Priestland's mastery and turnovers end Stormers’ unbeaten run
Veteran Welsh flyhalf Rhys Priestland turned in a field and place-kicking masterclass to spearhead a 30-24 win for Cardiff that ended the DHL Stormers’ long unbeaten Vodacom United Rugby Championship run at a wet Cardiff Arms Park on Saturday night.
The Stormers scored four tries to two and there were stages of the game where they looked like they might just take control, but they struggled against a Cardiff team that dominated the battle for turnover possession and which just kicked a lot better out of hand than the Stormers did.
It wasn’t a complete disaster for the Stormers, who fielded another changed-up team in this game, for in losing by less than seven and scoring four tries they still managed to pick up two bonus points, which was the equivalent of the draw they managed against the Ospreys in the Swansea monsoon last week.
The conditions in this game were nowhere near as bad as they were in Swansea, but Stormers coach John Dobson, once he gets over the disappointment of seeing his team not quite being on point in key areas, should reckon that four points from two games in northern hemisphere weather wasn’t a complete disaster.
TRY TALLY SAYS STORMERS WERE BETTER TEAM
However, it was a game that the Stormers should have expected to win, and their dominance of the try tally tells its own story. But it was a night that belonged to Priestland in particular, with the home team’s No 10 completely eclipsing his Stormers opposite number Manie Libbok on the night.
While Libbok missed touch from a few penalties and also missed some kicks from the tee, Priestland was on point with everything he did with the exception of his first conversion attempt. Apart from the 20 points he kicked through six penalties and one conversion, he engineered both of the Cardiff tries, both of which the Stormers, on reflection, will consider soft scores on a night where their back three struggled with the opposition's aerial attack.

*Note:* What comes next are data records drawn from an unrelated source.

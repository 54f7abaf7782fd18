// Copyright 2026 the Sightline Authors
// SPDX-License-Identifier: Apache-2.0 OR MIT

//! Render tree data model.
//!
//! A *layer* is one element of the render tree whose visibility can be
//! measured. Each layer has:
//!
//! - An identity ([`LayerId`]), a generational handle that becomes stale
//!   when the layer is destroyed. Observers hold these handles without
//!   extending the layer's lifetime.
//! - Topology: parent, first-child, and sibling links forming an ordered tree.
//! - **Local properties** set by the host: [`transform`](LayerStore::set_transform),
//!   [`opacity`](LayerStore::set_opacity), [`bounds`](LayerStore::set_bounds),
//!   [`clip`](LayerStore::set_clip), and [`flags`](LayerStore::set_flags).
//! - **Computed properties** produced by [`evaluate`](LayerStore::evaluate):
//!   world transform, effective opacity, effective hidden state, and
//!   attachment to the render surface (see [`LayerStore::mount`]).
//!
//! Global-space geometry comes from [`LayerStore::world_frame`] and
//! [`LayerStore::world_clip`].

mod clip;
mod evaluate;
mod id;
mod store;
mod traverse;

pub use clip::ClipShape;
pub use evaluate::FrameChanges;
pub use id::{INVALID, LayerId};
pub use store::{LayerFlags, LayerStore};
pub use traverse::Children;
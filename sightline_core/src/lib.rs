// Copyright 2026 the Sightline Authors
// SPDX-License-Identifier: Apache-2.0 OR MIT

//! Obstruction-aware visibility measurement and viewable-impression tracking.
//!
//! `sightline_core` measures how much of each element in a render tree a user
//! can actually see once viewport clipping and overlapping obstructors are
//! accounted for, and derives one-shot render and viewable-impression events
//! per logical item. It is `no_std` compatible (with `alloc`) and never reads
//! a clock: every timed entry point takes the current [`HostTime`] from the
//! host, which drives the whole pipeline from one cooperative loop.
//!
//! [`HostTime`]: time::HostTime
//!
//! # Architecture
//!
//! ```text
//!   LayerStore::evaluate() ──► FrameChanges ──► ObserverSet (debounce)
//!                                                     │
//!                 ┌───────────────────────────────────┘
//!                 ▼
//!   ObstructionRegistry ──► subscribers / RegistryObstructions
//!                                          │
//!                 ┌────────────────────────┘
//!                 ▼
//!   percentage_visible ──► ImpressionTracker ──► ImpressionHandler
//!                                 ▲
//!   PresentationDetector ─────────┘ (overlay gate)
//! ```
//!
//! **[`layer`]** — Struct-of-arrays render tree with generational handles.
//! Bounds, transforms, opacity, clips, and flags are set by the host; world
//! transforms, effective opacity and hidden state, and attachment are
//! computed by evaluation.
//!
//! **[`dirty`]** — Multi-channel dirty tracking via `understory_dirty`. The
//! drained channels become the [`FrameChanges`](layer::FrameChanges) signal
//! feed.
//!
//! **[`registry`]** — [`ObstructionRegistry`](registry::ObstructionRegistry),
//! the map from tracked element to its global frame, place, and own
//! visibility, with change subscriptions.
//!
//! **[`observer`]** — Debounced per-layer observers that keep the registry in
//! step with the render tree.
//!
//! **[`visibility`]** — The visible-fraction calculation and its
//! registry-backed and tree-walking obstructor strategies.
//!
//! **[`impression`]** — Per-item render and viewable-impression state
//! machine.
//!
//! **[`presentation`]** — Rate-limited overlay polling with an
//! edge-triggered dismissal signal.
//!
//! **[`deadline`]** — Keyed, cancellable single-shot deadlines used for
//! debouncing and impression timers.
//!
//! **[`time`]** / **[`transform`]** — Host time and the 3D affine transform
//! used for layer positioning.
//!
//! **[`trace`]** — [`TraceSink`](trace::TraceSink) trait and event types for
//! pipeline instrumentation, with zero-overhead [`Tracer`](trace::Tracer)
//! wrapper.
//!
//! # Crate features
//!
//! - `std` (disabled by default): Enables `std` support in dependencies.
//! - `trace` (disabled by default): Enables `Tracer` method bodies (one branch
//!   per call site).

#![no_std]
#![cfg_attr(docsrs, feature(doc_auto_cfg))]

extern crate alloc;

pub mod deadline;
pub mod dirty;
pub mod impression;
pub mod layer;
pub mod observer;
pub mod presentation;
pub mod registry;
pub mod time;
pub mod trace;
pub mod transform;
pub mod visibility;
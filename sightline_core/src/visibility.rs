// Copyright 2026 the Sightline Authors
// SPDX-License-Identifier: Apache-2.0 OR MIT

//! Visible-fraction calculation.
//!
//! [`percentage_visible`] measures how much of a target rectangle a user can
//! see, given the viewport of its scroll/clip context and the obstructor
//! records that may cover it:
//!
//! 1. Clip the target to the viewport. Nothing left means 0.
//! 2. If less than half of the target survives clipping, return that fraction
//!    without looking at obstructors.
//! 3. Otherwise subtract the area each visible obstructor covers of the
//!    clipped part. Overlapping obstructors are subtracted once each, so the
//!    result can undershoot when they overlap.
//! 4. Clamp to `[0, 1]` and round to three decimals.
//!
//! Obstructors are found through a [`VisibilityStrategy`].
//! [`RegistryObstructions`] asks an [`ObstructionRegistry`] and is the one to
//! reach for. [`TreeObstructions`] walks a layer subtree for layers flagged
//! as obstructors, for contexts that run without a registry.

#[cfg(not(feature = "std"))]
use kurbo::common::FloatFuncs as _;
use kurbo::Rect;

use crate::layer::{LayerId, LayerStore};
use crate::registry::{ObstructionRegistry, Place, TrackedElementRecord, TrackedId};

/// Below this clipped fraction obstructors are not evaluated.
pub const OBSTRUCTION_THRESHOLD: f64 = 0.5;

/// Rounds a fraction to three decimal places.
///
/// NaN and infinities become 0.
#[must_use]
pub fn round_fraction(value: f64) -> f64 {
    if !value.is_finite() {
        return 0.0;
    }
    (value * 1000.0).round() / 1000.0
}

/// The target after viewport clipping.
struct Clipped {
    visible: Rect,
    visible_area: f64,
    target_area: f64,
}

/// Either the final answer (steps 1 and 2) or the clipped part to subtract
/// obstructions from.
enum Base {
    Done(f64),
    Obstructable(Clipped),
}

fn clip_to_viewport(target: Rect, viewport: Rect) -> Base {
    let target = target.abs();
    let target_area = target.area();
    if !target_area.is_finite() || target_area <= 0.0 {
        return Base::Done(0.0);
    }
    let visible = target.intersect(viewport.abs());
    let visible_area = visible.area();
    if !visible_area.is_finite() || visible_area <= 0.0 {
        return Base::Done(0.0);
    }
    let base = visible_area / target_area;
    if base < OBSTRUCTION_THRESHOLD {
        return Base::Done(round_fraction(base.clamp(0.0, 1.0)));
    }
    Base::Obstructable(Clipped {
        visible,
        visible_area,
        target_area,
    })
}

/// Returns the visible fraction of `target` in `[0, 1]`, rounded to three
/// decimals.
///
/// Records whose own `is_visible` is false never obstruct.
pub fn percentage_visible<'a, I>(target: Rect, viewport: Rect, obstructors: I) -> f64
where
    I: IntoIterator<Item = &'a TrackedElementRecord>,
{
    let clipped = match clip_to_viewport(target, viewport) {
        Base::Done(fraction) => return fraction,
        Base::Obstructable(clipped) => clipped,
    };
    let covered: f64 = obstructors
        .into_iter()
        .filter(|r| r.is_visible)
        .map(|r| r.frame.intersect(clipped.visible).area())
        .sum();
    let fraction = (clipped.visible_area - covered) / clipped.target_area;
    round_fraction(fraction.clamp(0.0, 1.0))
}

/// A source of obstructors for a visibility calculation.
pub trait VisibilityStrategy {
    /// Returns the visible fraction of `target` within `viewport`, in
    /// `[0, 1]`.
    fn percentage_visible(&self, target: Rect, viewport: Rect) -> f64;
}

/// Obstructors from an [`ObstructionRegistry`], scoped to one [`Place`].
#[derive(Clone, Copy, Debug)]
pub struct RegistryObstructions<'a> {
    /// The registry to query.
    pub registry: &'a ObstructionRegistry,
    /// Only records under this place obstruct.
    pub place: Place,
    /// A record to ignore, typically the target's own.
    pub exclude: Option<TrackedId>,
}

impl<'a> RegistryObstructions<'a> {
    /// Queries `registry` for obstructors under `place`.
    #[must_use]
    pub fn new(registry: &'a ObstructionRegistry, place: Place) -> Self {
        Self {
            registry,
            place,
            exclude: None,
        }
    }

    /// Ignores the record for `id`.
    #[must_use]
    pub fn excluding(mut self, id: TrackedId) -> Self {
        self.exclude = Some(id);
        self
    }
}

impl VisibilityStrategy for RegistryObstructions<'_> {
    fn percentage_visible(&self, target: Rect, viewport: Rect) -> f64 {
        let area = target.abs().intersect(viewport.abs());
        let exclude = self.exclude;
        percentage_visible(
            target,
            viewport,
            self.registry
                .query_intersecting(self.place, area)
                .filter(|r| Some(r.id) != exclude),
        )
    }
}

/// Obstructors discovered by walking a layer subtree.
///
/// Every descendant of `root` (including `root`) with
/// [`LayerFlags::obstructor`](crate::layer::LayerFlags::obstructor) set, not
/// effectively hidden, and with non-zero effective opacity obstructs. Each
/// obstructor shrinks the remaining visible part's height by the fraction of
/// its area it covers, instead of subtracting exact rectangles. Layers that
/// are not attached never obstruct, and a dead `root` yields the clipped
/// fraction alone. The store must have been evaluated.
#[derive(Clone, Copy, Debug)]
pub struct TreeObstructions<'a> {
    /// The evaluated render tree.
    pub store: &'a LayerStore,
    /// Subtree to search.
    pub root: LayerId,
    /// A layer to ignore, typically the target itself.
    pub exclude: Option<LayerId>,
}

impl<'a> TreeObstructions<'a> {
    /// Searches the subtree under `root`.
    #[must_use]
    pub fn new(store: &'a LayerStore, root: LayerId) -> Self {
        Self {
            store,
            root,
            exclude: None,
        }
    }

    /// Ignores `layer`.
    #[must_use]
    pub fn excluding(mut self, layer: LayerId) -> Self {
        self.exclude = Some(layer);
        self
    }
}

impl VisibilityStrategy for TreeObstructions<'_> {
    fn percentage_visible(&self, target: Rect, viewport: Rect) -> f64 {
        let Clipped {
            mut visible,
            target_area,
            ..
        } = match clip_to_viewport(target, viewport) {
            Base::Done(fraction) => return fraction,
            Base::Obstructable(clipped) => clipped,
        };

        let store = self.store;
        // A dead root contributes no obstructors.
        let layers = store
            .is_alive(self.root)
            .then(|| store.descendants(self.root))
            .unwrap_or_default();
        for layer in layers {
            if Some(layer) == self.exclude
                || !store.is_attached(layer)
                || !store.flags(layer).obstructor
                || store.effective_hidden(layer)
                || store.effective_opacity(layer) <= 0.0
            {
                continue;
            }
            let remaining = visible.area();
            if remaining <= 0.0 {
                break;
            }
            let covered = store.world_frame(layer).intersect(visible).area();
            if covered <= 0.0 {
                continue;
            }
            let ratio = (covered / remaining).clamp(0.0, 1.0);
            visible.y0 += visible.height() * ratio;
        }

        round_fraction((visible.area() / target_area).clamp(0.0, 1.0))
    }
}
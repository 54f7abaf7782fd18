// Copyright 2026 the Sightline Authors
// SPDX-License-Identifier: Apache-2.0 OR MIT

//! Tree traversal utilities.

use alloc::vec::Vec;

use super::id::{INVALID, LayerId};
use super::store::LayerStore;

/// An iterator over the direct children of a layer.
///
/// Created by [`LayerStore::children`].
#[derive(Debug)]
pub struct Children<'a> {
    store: &'a LayerStore,
    current: u32,
}

impl<'a> Children<'a> {
    pub(crate) fn new(store: &'a LayerStore, first: u32) -> Self {
        Self {
            store,
            current: first,
        }
    }
}

impl Iterator for Children<'_> {
    type Item = LayerId;

    fn next(&mut self) -> Option<LayerId> {
        if self.current == INVALID {
            return None;
        }
        let idx = self.current;
        self.current = self.store.next_sibling[idx as usize];
        Some(self.store.handle_at(idx))
    }
}

impl LayerStore {
    /// Returns the subtree rooted at `root` in depth-first pre-order,
    /// including `root` itself.
    ///
    /// Later entries paint above earlier ones, so this is also back-to-front
    /// order for the subtree.
    ///
    /// # Panics
    ///
    /// Panics if the handle is stale.
    #[must_use]
    pub fn descendants(&self, root: LayerId) -> Vec<LayerId> {
        let mut out = Vec::new();
        let mut stack = alloc::vec![root];
        while let Some(id) = stack.pop() {
            out.push(id);
            let start = stack.len();
            stack.extend(self.children(id));
            // Children were pushed first-to-last; reverse so the first child
            // is popped next.
            stack[start..].reverse();
        }
        out
    }
}
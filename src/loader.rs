//! CSV loader for parking sessions.
//!
//! Decoding is driven by the header row, so column order does not matter and
//! extra columns are ignored. The only rows discarded are those without a
//! `bay_id`; bad numbers survive as NaN. Bytes that are not valid UTF-8 are
//! replaced with U+FFFD rather than failing the row.

use std::io::Read;

use csv::{ByteRecord, ReaderBuilder, StringRecord, Trim};
use serde::Deserialize;
use thiserror::Error;
use tracing::{debug, info};

use crate::fetch::read_source;
use crate::record::ParkingRecord;

/// Whole-resource failures. Row-level problems never surface here.
#[derive(Debug, Error)]
pub enum LoadError {
    #[error("could not load {location}: {reason}")]
    Unavailable { location: String, reason: String },

    #[error("malformed CSV: {0}")]
    Csv(#[from] csv::Error),
}

/// A CSV row before validation. Every column is optional text.
#[derive(Debug, Default, Deserialize)]
#[serde(default)]
struct RawRow {
    bay_id: Option<String>,
    license_plate: Option<String>,
    latitude: Option<String>,
    longitude: Option<String>,
    arrival_time: Option<String>,
    duration_seconds: Option<String>,
}

impl RawRow {
    fn into_record(self) -> Option<ParkingRecord> {
        let bay_id = self.bay_id.filter(|id| !id.is_empty())?;

        Some(ParkingRecord {
            bay_id,
            license_plate: self.license_plate,
            latitude: parse_number(self.latitude.as_deref()),
            longitude: parse_number(self.longitude.as_deref()),
            arrival_time: self.arrival_time.filter(|t| !t.is_empty()),
            duration_seconds: parse_number(self.duration_seconds.as_deref()),
        })
    }
}

fn parse_number(cell: Option<&str>) -> f64 {
    cell.and_then(|s| s.trim().parse::<f64>().ok()).unwrap_or(f64::NAN)
}

/// Decodes CSV text into records, dropping rows with no `bay_id`.
///
/// # Errors
///
/// Returns [`LoadError::Csv`] if the input is not readable as CSV, for example
/// an I/O failure on `reader`.
pub fn parse_records<R: Read>(reader: R) -> Result<Vec<ParkingRecord>, LoadError> {
    let mut rdr = ReaderBuilder::new()
        .has_headers(true)
        .flexible(true)
        .trim(Trim::Headers)
        .from_reader(reader);

    let headers = StringRecord::from_byte_record_lossy(rdr.byte_headers()?.clone());
    let mut raw = ByteRecord::new();
    let mut records = Vec::new();
    let mut dropped = 0usize;

    while rdr.read_byte_record(&mut raw)? {
        let row = StringRecord::from_byte_record_lossy(raw.clone());
        match row.deserialize::<RawRow>(Some(&headers))?.into_record() {
            Some(record) => records.push(record),
            None => dropped += 1,
        }
    }

    debug!(kept = records.len(), dropped, "CSV rows decoded");
    Ok(records)
}

/// Reads `source` (a path or an http(s) URL) and decodes it.
#[tracing::instrument(skip_all, fields(source = %source))]
pub async fn load_records(source: &str) -> Result<Vec<ParkingRecord>, LoadError> {
    let bytes = read_source(source)
        .await
        .map_err(|e| LoadError::Unavailable {
            location: source.to_string(),
            reason: format!("{e:#}"),
        })?;

    let records = parse_records(bytes.as_slice())?;
    info!(records = records.len(), "Parking records loaded");
    Ok(records)
}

The first came when Cardiff had just gone into a 6-0 lead in the 15th minute through Priestland’s second penalty. Clayton Blommetjies, who struggled to field kicks cleanly on the night, fumbled and then, when the ball went into Cardiff territory, it was Priestland who unleashed the sliding cross kick that bounced perfectly for wing Theo Cabango to go over untouched with the Stormers wingers unsighted.
The second try came when Priestland kicked onto the other Cardiff wing Jason Harries and again the Stormers wingers were nowhere to be seen and fullback Blommetjies was too slow to get across. The Stormers had just restored the battle to 15 men against 15 after Hacjivah Dayimani had completed 10 minutes in the bin for a ridiculous yellow card - it was an accidental clash of heads, no more than that - so the score, which came three minutes into the second half to break the 14-14 halftime score, came at a crucial time.
The Stormers scored driving maul tries almost at will when they were in the Cardiff 22, at least until one late effort that was only just held up, and came back to score two more after that in the second half. But Libbok’s failure to convert, coupled with the Stormers’ indiscipline that presented Priestland with kicking opportunities, cost them in the end as it meant they weren't able to get in front.
FURIOUS TURNOVER INTENT
What was also costly was the Stormers’ inability to hold onto the ball in the face of the ferocious turnover intent of the hosts, who ended up with 14 turnovers to their credit by the end of the game and were 10-3 up in that department early in the second half.
When you get turned over that often, you can’t really expect to win, and the handling of the Cardiff, and for that read Priestland, kicking game also let them down badly. Whereas the Stormers’ kicks were too often misdirected and easily handled by Cardiff, the Stormers struggled with the pinpoint accuracy of their opponents’ aerial game.
Perhaps there was a misreading of the way the synthetic pitch played when the ball bounced too, though it did appear to help the Stormers when they crossed for their second try and the only one not to come from a driving maul. That came in the 27th minute, after the Stormers had earlier got themselves back into the game from an 11-point deficit courtesy of the first driving maul try to be dotted down by the impressive Nama Xaba, with Libbok putting in a pinpoint kick that bounced perfectly for Leolin Zas.
Libbok’s conversion made it 14-11 to the Stormers and that was the point when it looked like they might be about to break down the dam wall, but alas then came the clash of heads that saw Dayimani yellow-carded and that robbed the Stormers of the impetus that had been building. After that, it always looked like being a close game, although the four tries to two tally does tell you it was a game the visitors should really have won.
SCORES
Cardiff 30 - Tries: Theo Cabango and Jason Harries; Conversion: Rhys Priestland; Penalties: Rhys Priestland 6.
DHL Stormers 24 - Tries: Nama Xaba 2, Leolin Zas and Junior Pokomela; Conversions: Manie Libbok 2.